I mentioned it in a Starbucks thread a while back, but you’re absolutely correct that it wasn’t reported on its own thread.
Mast and Ghirardelli’s 86% have become my ‘go to’ dark chocolate these days. The CR report really bummed me out, but it also made me change my dark chocolate habits.
Got to figure out how to get in these class action lawsuits so I can spend hours and hours documenting my dark chocolate consumption so I can collect a settlement check for $3.42. I suspect that the lawyers will get a tad more than that.
Whilst it’s a good idea to be aware of potential biases in research, if your own bias is to question every industry funded study just because it’s industry funded, then there’s a strong potential to miss the real reasons for questioning what you read. That the conclusions drawn might be wrong, for instance…and they’ll be just as wrong if they’d been NIH funded or by a no strings attached grant from a charitable organisation.
With the health halo that’s been promoted for, say, dark chocolate or red wine…anything of an observational nature is likely to be skewed by other habits of the observed demographic. The confounding variables that Ben Goldacre mentioned in the TED talk I linked to. Bench research studying the isolated components at cellular level might give some interesting answers but avouds the most obvious question…i.e. how much of the stuff does a person have to eat/drink to gain the benefits from the changes measured on individual cells?
I’d wager that the amount might not fall into the energy budget of a reasonable weight management eating plan (the candy) or within the capacity of even a healthy liver to metabolise the stuff (the booze)
Chemistry has very sensitive analytical methods. With most foods, you can burn off the organic materials leaving a residue often of traces of the minerals present. This residue can be analyzed to determine which elements are present. In fact it’s a way to fingerprint materials to see where they were made.

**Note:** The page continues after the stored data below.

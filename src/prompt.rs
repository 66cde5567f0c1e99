//! # Prompt
//! A prompt is simply a string.
//! ## PromptTemplate
//! A prompt template is a string with placeholders. It can also have metadata in JSON format.
//!
//! ## Placeholder
//! A placeholder is a string in the format of `{name}`. It can be filled with a value.
//! Names are made of word characters, like `{question}` or `{square_result}`.
//!
//! ## PartialPrompt
//! A partial prompt is a prompt template with some placeholders filled. A partial prompt can
//! only be constructed from a prompt template via [PromptTemplate::construct_prompt].
//!
//! The placeholders in a partial prompt are filled with values via [PartialPrompt::fill] or
//! [PartialPrompt::try_fill]. The same two methods also update the filling values of already
//! filled placeholders. When all placeholders are filled, the partial prompt is completed via
//! [PartialPrompt::complete], in which the placeholders in the template are **actually**
//! replaced with the filling values.

use std::collections::{HashMap, HashSet};
use std::sync::Arc;

use log::warn;

use crate::prompt::errors::{PlaceholderNotExist, UnfilledPlaceholders};
use crate::utils::prompt_processing::{get_placeholders, replace_all_placeholders};
use crate::utils::JsonMap;

/// A prompt template with some placeholders filled. A partial prompt can only be constructed
/// from a prompt template via [PromptTemplate::construct_prompt].
#[derive(Debug, Clone)]
#[readonly::make]
pub struct PartialPrompt {
    /// The template this partial prompt came from, readonly
    pub template: PromptTemplate,

    /// Mapping from placeholder name to its filling value
    pub(crate) placeholder_to_vals: HashMap<String, Option<String>>,

    /// Record of the placeholders that are not filled yet
    pub(crate) unfilled_placeholders: HashSet<String>,
}

impl PartialPrompt {
    /// Fill a placeholder in the partial prompt with the given value.
    /// Panics if the placeholder does not exist.
    pub fn fill(&mut self, placeholder: impl Into<String>, value: impl Into<String>) -> &mut Self {
        self.try_fill(placeholder, value).unwrap()
    }

    /// Fill a placeholder in the partial prompt with the given value.
    /// Returns an error if the placeholder does not exist.
    pub fn try_fill(
        &mut self,
        placeholder: impl Into<String>,
        value: impl Into<String>,
    ) -> Result<&mut Self, PlaceholderNotExist> {
        let placeholder = placeholder.into();
        if self.placeholder_to_vals.contains_key(&placeholder) {
            self.unfilled_placeholders.remove(&placeholder);
            self.placeholder_to_vals.insert(placeholder, Some(value.into()));
            Ok(self)
        } else {
            Err(PlaceholderNotExist::new(
                placeholder,
                value,
                &self.template.placeholders,
            ))
        }
    }

    /// Complete the partial prompt and return the completed prompt.
    /// Returns an error if there are still unfilled placeholders.
    pub fn complete(&self) -> Result<String, UnfilledPlaceholders> {
        if self.unfilled_placeholders.is_empty() {
            let template = self.template.str();
            let prompt = unsafe { replace_all_placeholders(template, &self.placeholder_to_vals) };
            Ok(prompt)
        } else {
            Err(UnfilledPlaceholders {
                all_placeholders: self.template.placeholders.iter().map(Clone::clone).collect(),
                unfilled_placeholders: self.unfilled_placeholders.iter().map(|s| (*s).clone()).collect(),
            })
        }
    }
}

/// A prompt template with placeholders. It can also have metadata in JSON format.
#[derive(Debug, Clone)]
#[readonly::make]
pub struct PromptTemplate {
    /// The template string, immutable
    template: Arc<String>,

    /// The placeholders in the template, readonly
    pub placeholders: HashSet<String>,

    /// The metadata of the prompt template, readonly
    pub meta_data: Arc<JsonMap>,
}

impl PromptTemplate {
    /// Create a prompt template from a string without metadata.
    pub fn new(template: impl Into<String>) -> Self {
        Self::with_metadata(template, JsonMap::new())
    }

    /// Create a prompt template from a string with metadata. Warns if the template does not
    /// have any placeholder.
    pub fn with_metadata(template: impl Into<String>, metadata: JsonMap) -> Self {
        let template = template.into();
        let placeholders = get_placeholders(&template);
        if placeholders.is_empty() {
            warn!("Your prompt template does not have a placeholder. If this is intended, ignore this message. \
            Otherwise, check whether you have written placeholders correctly.\n\
            Got prompt template:\n\
            {}", template);
        }
        Self {
            template: Arc::new(template),
            meta_data: Arc::new(metadata),
            placeholders,
        }
    }

    /// Get the prompt template as a string.
    #[inline]
    pub fn str(&self) -> &str {
        &self.template
    }

    /// Construct a partial prompt from the prompt template.
    pub fn construct_prompt(&self) -> PartialPrompt {
        PartialPrompt {
            template: self.clone(),
            placeholder_to_vals: self.placeholders.iter().map(|p| (p.clone(), None)).collect(),
            unfilled_placeholders: self.placeholders.clone(),
        }
    }
}

pub mod errors {
    use std::collections::HashSet;
    use std::error::Error;
    use std::fmt;
    use std::fmt::Formatter;

    /// Error when trying to complete a partial prompt but there are still unfilled placeholders.
    #[derive(Debug)]
    pub struct UnfilledPlaceholders {
        pub unfilled_placeholders: Vec<String>,
        pub all_placeholders: Vec<String>,
    }

    impl fmt::Display for UnfilledPlaceholders {
        fn fmt(&self, f: &mut Formatter<'_>) -> fmt::Result {
            write!(f, "UnfilledPlaceholders: to complete the prompt template,\n  Requires Placeholders:{:?}\n  Unfilled Placeholders:{:?}",
                   self.all_placeholders, self.unfilled_placeholders)
        }
    }

    impl Error for UnfilledPlaceholders {}

    /// Error when trying to fill a placeholder that does not exist in the prompt template of
    /// the partial prompt.
    #[derive(Debug)]
    pub struct PlaceholderNotExist {
        pub try_fill_placeholder: String,
        pub value: String,
        pub available_placeholders: Vec<String>,
    }

    impl PlaceholderNotExist {
        pub(crate) fn new(
            try_fill_placeholder: impl Into<String>,
            value: impl Into<String>,
            available_placeholders: &HashSet<String>,
        ) -> Self {
            let available_placeholders = available_placeholders.iter().map(|k| k.clone()).collect();
            PlaceholderNotExist {
                try_fill_placeholder: try_fill_placeholder.into(),
                value: value.into(),
                available_placeholders,
            }
        }
    }

    impl fmt::Display for PlaceholderNotExist {
        fn fmt(&self, f: &mut Formatter<'_>) -> fmt::Result {
            write!(f, "PlaceholderNotExist: try to fill placeholder = {} with value = {}, but available placeholders are {:?}",
                   self.try_fill_placeholder,
                   self.value,
                   self.available_placeholders)
        }
    }

    impl Error for PlaceholderNotExist {}
}

#[cfg(test)]
mod test_prompt {
    use super::PromptTemplate;

    #[test]
    fn test_template_extracts_placeholders() {
        let template = PromptTemplate::new("Hi, I'm {name}! Tell me a joke about my name!");
        assert_eq!(template.placeholders.len(), 1);
        assert!(template.placeholders.contains("name"));
    }

    #[test]
    fn test_fill_and_complete() {
        let template = PromptTemplate::new("Translate the following text to {target_language}\n ```{initial_text}```");
        let mut partial = template.construct_prompt();
        partial
            .fill("target_language", "English")
            .fill("initial_text", "ola mundo");
        assert_eq!(
            partial.complete().unwrap(),
            "Translate the following text to English\n ```ola mundo```"
        );
    }

    #[test]
    fn test_refill_overwrites_value() {
        let template = PromptTemplate::new("Hi, I'm {name}!");
        let mut partial = template.construct_prompt();
        partial.fill("name", "Ada");
        partial.fill("name", "Aldebaran");
        assert_eq!(partial.complete().unwrap(), "Hi, I'm Aldebaran!");
    }

    #[test]
    fn test_complete_requires_all_placeholders() {
        let template = PromptTemplate::new("{greeting}, {name}!");
        let mut partial = template.construct_prompt();
        partial.fill("greeting", "Hello");
        let error = partial.complete().unwrap_err();
        assert_eq!(error.unfilled_placeholders, vec!["name".to_string()]);
    }

    #[test]
    fn test_try_fill_unknown_placeholder() {
        let template = PromptTemplate::new("Hi, I'm {name}!");
        let mut partial = template.construct_prompt();
        let error = partial.try_fill("nmae", "Ada").unwrap_err();
        assert_eq!(error.try_fill_placeholder, "nmae");
        assert_eq!(error.available_placeholders, vec!["name".to_string()]);
    }
}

You are not surprised if you find hard water elements when water is used in processing. Or traces of metals as from stainless steel (iron, nickel, chromium) copper tin zinc, etc. Lead can come from solder.

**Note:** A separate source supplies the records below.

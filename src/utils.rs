pub mod embedding;
pub mod llm;
pub mod loaders;
pub mod postprocess;
pub(crate) mod prompt_processing;
pub mod splitting;
pub mod token;
#[cfg(feature = "qdrant")]
pub mod vec_stores;

use serde_json::{Map, Value};

pub type JsonMap = Map<String, Value>;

These are natural elements all around us. Everywhere. The official position that no amount of lead is acceptable is problematic. Because chemistry has no zero. The best you can do is less than the lowest amount your method detects.
Potentially the public will find this info frightening, but somehow we have survived in the presence of these natural materials (that do not go away) for eons. Low levels are probably ok. High levels should be addressed.
If you read the article, it is talking about trace elements. I suspect that even unleaded solder likely has some trace lead in it as well. Until I see the numbers, it is possible that the whole issue is nonsense due to all the numbers being trace level quantities.